Mr. Graham stated that a preliminary report on the crash would be available in four to six weeks, but a complete investigation might take up to 18 months. He stated that the aircraft lacked flight data recorders and cockpit voice recorders, also known as “black boxes,” and that these devices were not required to be installed.

Hank Coates, the president of the Commemorative Air Force, the organization organizing the air show, stated at a news conference on Saturday that the group’s pilots were often former airline or military pilots who were well-trained and licensed volunteers. He stated that airborne collisions at air shows were “very unusual.”

According to its website, the Commemorative Air Force restores and maintains combat aircraft from World War II.

Paul Martin, a member of the Army Air Forces Historical Association, described the Flying Fortress as a “tractor-trailer truck”-like bomber that could carry a crew of 10 or 11 people, but the Kingcobra was a single-pilot fighter jet.

He stated that having both airplanes in flying condition was an uncommon occurrence. Before Saturday’s crash, he was only aware of around nine B-17s in flying condition and one P-63 Kingcobra.

It breaks my heart to hear this, both on a personal and historical level, he remarked.

Saturday on social media, the mayor of Dallas, Eric Johnson, stated that there were no reports of injuries to spectators or people on the ground.

He stated that the videos were heartbreaking. Please offer a prayer for the individuals that took to the air today to entertain and educate our families.

Leah Block, vice president of marketing for the Commemorative Air Force, stated that over 4,000 individuals attended the event, which aims to educate the public about World War II history and recognize the accomplishments of soldiers. She stated that the group owned the two planes involved in the incident as well as more than 180 more aircraft at 60 locations across the country. About 15 aircraft participated in the event on Saturday.

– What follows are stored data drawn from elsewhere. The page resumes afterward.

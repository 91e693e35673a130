// Per-event resolution scope

use crate::registry::{Lifetime, RegistryInner};
use courier_events::{HandlerContract, HandlerInstance, RegistryError, ResolutionScope};
use parking_lot::Mutex;
use std::collections::HashMap;
use std::sync::Arc;
use std::sync::atomic::Ordering;
use tracing::{debug, trace};

/// Resolution scope handed out by [`ServiceRegistry`](crate::ServiceRegistry)
///
/// Scoped registrations are instantiated at most once per scope. Dropping
/// the scope releases those instances.
pub struct RegistryScope {
    id: u64,
    registry: Arc<RegistryInner>,
    scoped: Mutex<HashMap<u64, Option<HandlerInstance>>>,
}

impl RegistryScope {
    pub(crate) fn new(id: u64, registry: Arc<RegistryInner>) -> Self {
        Self {
            id,
            registry,
            scoped: Mutex::new(HashMap::new()),
        }
    }

    pub fn id(&self) -> u64 {
        self.id
    }

    /// Number of scoped instances created so far
    pub fn scoped_instances(&self) -> usize {
        self.scoped.lock().len()
    }
}

impl ResolutionScope for RegistryScope {
    fn resolve_all(
        &self,
        contract: &HandlerContract,
    ) -> Result<Vec<Option<HandlerInstance>>, RegistryError> {
        // Snapshot so factories never run under a registry shard lock.
        let registrations = match self.registry.registrations.get(&contract.id()) {
            Some(registrations) => registrations.value().clone(),
            None => {
                trace!(scope = self.id, contract = contract.name(), "No registrations");
                return Ok(Vec::new());
            }
        };

        let mut resolved = Vec::with_capacity(registrations.len());
        for registration in &registrations {
            let instance = match registration.lifetime {
                Lifetime::Singleton | Lifetime::Transient => registration.produce(),
                Lifetime::Scoped => {
                    let existing = self.scoped.lock().get(&registration.id).cloned();
                    match existing {
                        Some(instance) => instance,
                        None => {
                            let created = registration.produce();
                            self.scoped
                                .lock()
                                .entry(registration.id)
                                .or_insert(created)
                                .clone()
                        }
                    }
                }
            };
            resolved.push(instance);
        }

        trace!(
            scope = self.id,
            contract = contract.name(),
            count = resolved.len(),
            "Resolved handlers"
        );
        Ok(resolved)
    }

    fn scope_id(&self) -> u64 {
        self.id
    }
}

impl Drop for RegistryScope {
    fn drop(&mut self) {
        let released = self.scoped.get_mut().len();
        self.registry.open_scopes.fetch_sub(1, Ordering::SeqCst);

        debug!(
            scope = self.id,
            scoped_instances = released,
            "Released resolution scope"
        );
    }
}
pub use client::{RunReport, SyncClient};
pub use config::SyncConfig;
pub use error::{Result, SyncError};
pub use store::{DocumentStore, MemoryStore, WriteOp};
pub use sync::SyncStats;

pub mod classify;
mod client;
pub mod config;
mod country;
mod daily;
mod error;
pub mod ident;
pub mod model;
pub(crate) mod scraper;
pub mod store;
mod sync;
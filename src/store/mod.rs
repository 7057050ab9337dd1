mod memory;

pub use memory::MemoryStore;

use async_trait::async_trait;
use serde_json::Value;

use crate::error::Result;

/// Collection holding medal standings, keyed by three-letter region code.
pub const MEDALS_COLLECTION: &str = "medals";
/// Collection holding schedule entries, keyed by content hash.
pub const EVENTS_COLLECTION: &str = "events";
/// Collection holding per-day digests, keyed by ISO date.
pub const DAILY_COLLECTION: &str = "daily_medal_events";

/// A single write inside a batched commit.
#[derive(Debug, Clone, PartialEq)]
pub enum WriteOp {
    /// Upsert with merge semantics: fields absent from `doc` survive on the
    /// persisted document, so other writers' fields are never clobbered.
    MergeSet {
        collection: &'static str,
        id: String,
        doc: Value,
    },
    /// Remove a document outright.
    Delete {
        collection: &'static str,
        id: String,
    },
}

/// The document store the pipeline reconciles against.
///
/// Implementations are injected into [`SyncClient`](crate::SyncClient) so
/// tests can substitute [`MemoryStore`] for a managed backend.
#[async_trait]
pub trait DocumentStore: Send + Sync {
    /// All documents in `collection` whose `source` field equals `source`,
    /// as `(id, document)` pairs.
    async fn docs_for_source(&self, collection: &str, source: &str)
        -> Result<Vec<(String, Value)>>;

    /// Atomically apply one batch of writes. Callers keep batches within the
    /// store's batch-size ceiling.
    async fn commit(&self, batch: Vec<WriteOp>) -> Result<()>;
}
//! Medal-event classification by title keywords.
//!
//! Exclusion always wins: a title matching any exclusion keyword is never a
//! medal event, no matter which inclusion keywords it also contains.

/// Keywords that mark qualifying or training activity.
pub const EXCLUDE_KEYWORDS: &[&str] = &[
    "qualification",
    "qualifying",
    "qualifier",
    "training",
    "practice",
    "round robin",
    "round-robin",
    "preliminary",
    "group stage",
    "group-stage",
    "heats",
    "seeding",
];

/// Keywords that mark rounds awarding final placements.
pub const INCLUDE_KEYWORDS: &[&str] = &[
    "final",
    "medal",
    "relay",
    "pursuit",
    "mass start",
    "individual",
    "team event",
    "sprint",
    "downhill",
    "super-g",
    "slalom",
    "combined",
    "moguls",
    "aerials",
    "big air",
    "halfpipe",
    "slopestyle",
    "skiathlon",
];

/// Decide whether an event title describes a medal-bearing round.
pub fn is_medal_event(title: &str) -> bool {
    let title = title.to_lowercase();
    if EXCLUDE_KEYWORDS.iter().any(|k| title.contains(k)) {
        return false;
    }
    INCLUDE_KEYWORDS.iter().any(|k| title.contains(k))
}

Christopher Kratovil, a Dallas-based attorney, accompanied his history-loving 12-year-old daughter Kelsey to the air show on Saturday. Mr. Kratovil stated that his father took him to air displays as a child.

“It’s truly awe-inspiring to witness these planes that you’ve only heard about in history books flying and functioning,” he remarked.

He estimated that there were approximately eight aircraft in the air at the same time, a mixture of bombers like the Flying Fortress and fighters like the Kingcobra. Patriotic music played in the background as a narrator described the significance of the aircraft at the ceremony.

Mr. Kratovil observed that the Flying Fortress looked to be performing a flyby near the crowd, a regular maneuver intended to provide spectators with an excellent view.

He then witnessed the explosion.

His initial reaction was that it was pyrotechnics, but he quickly understood that midair pyrotechnics were impossible. He then witnessed a wing detach from the B-17, followed by the plane’s fuselage falling to the earth, followed by fireballs and a deafening crash.

“It struck me suddenly: This is genuine. “You are seeing the crash of a B-17,” he continued. It was a horrifying sight to behold and a horrifying experience to witness with one of my children.

Another B-17 aircraft was involved in a fatal collision in 2019. The National Transportation Safety Board reports that seven persons were killed when a Flying Fortress that had just taken off from Bradley International Airport near Hartford, Connecticut, crashed into a de-icing facility shortly after takeoff. The investigation determined that pilot error and improper maintenance contributed to the incident.

Mr. Martin, a member of the historical group, struggled to make sense of the disaster as he repeatedly viewed internet videos of the incident on Saturday night.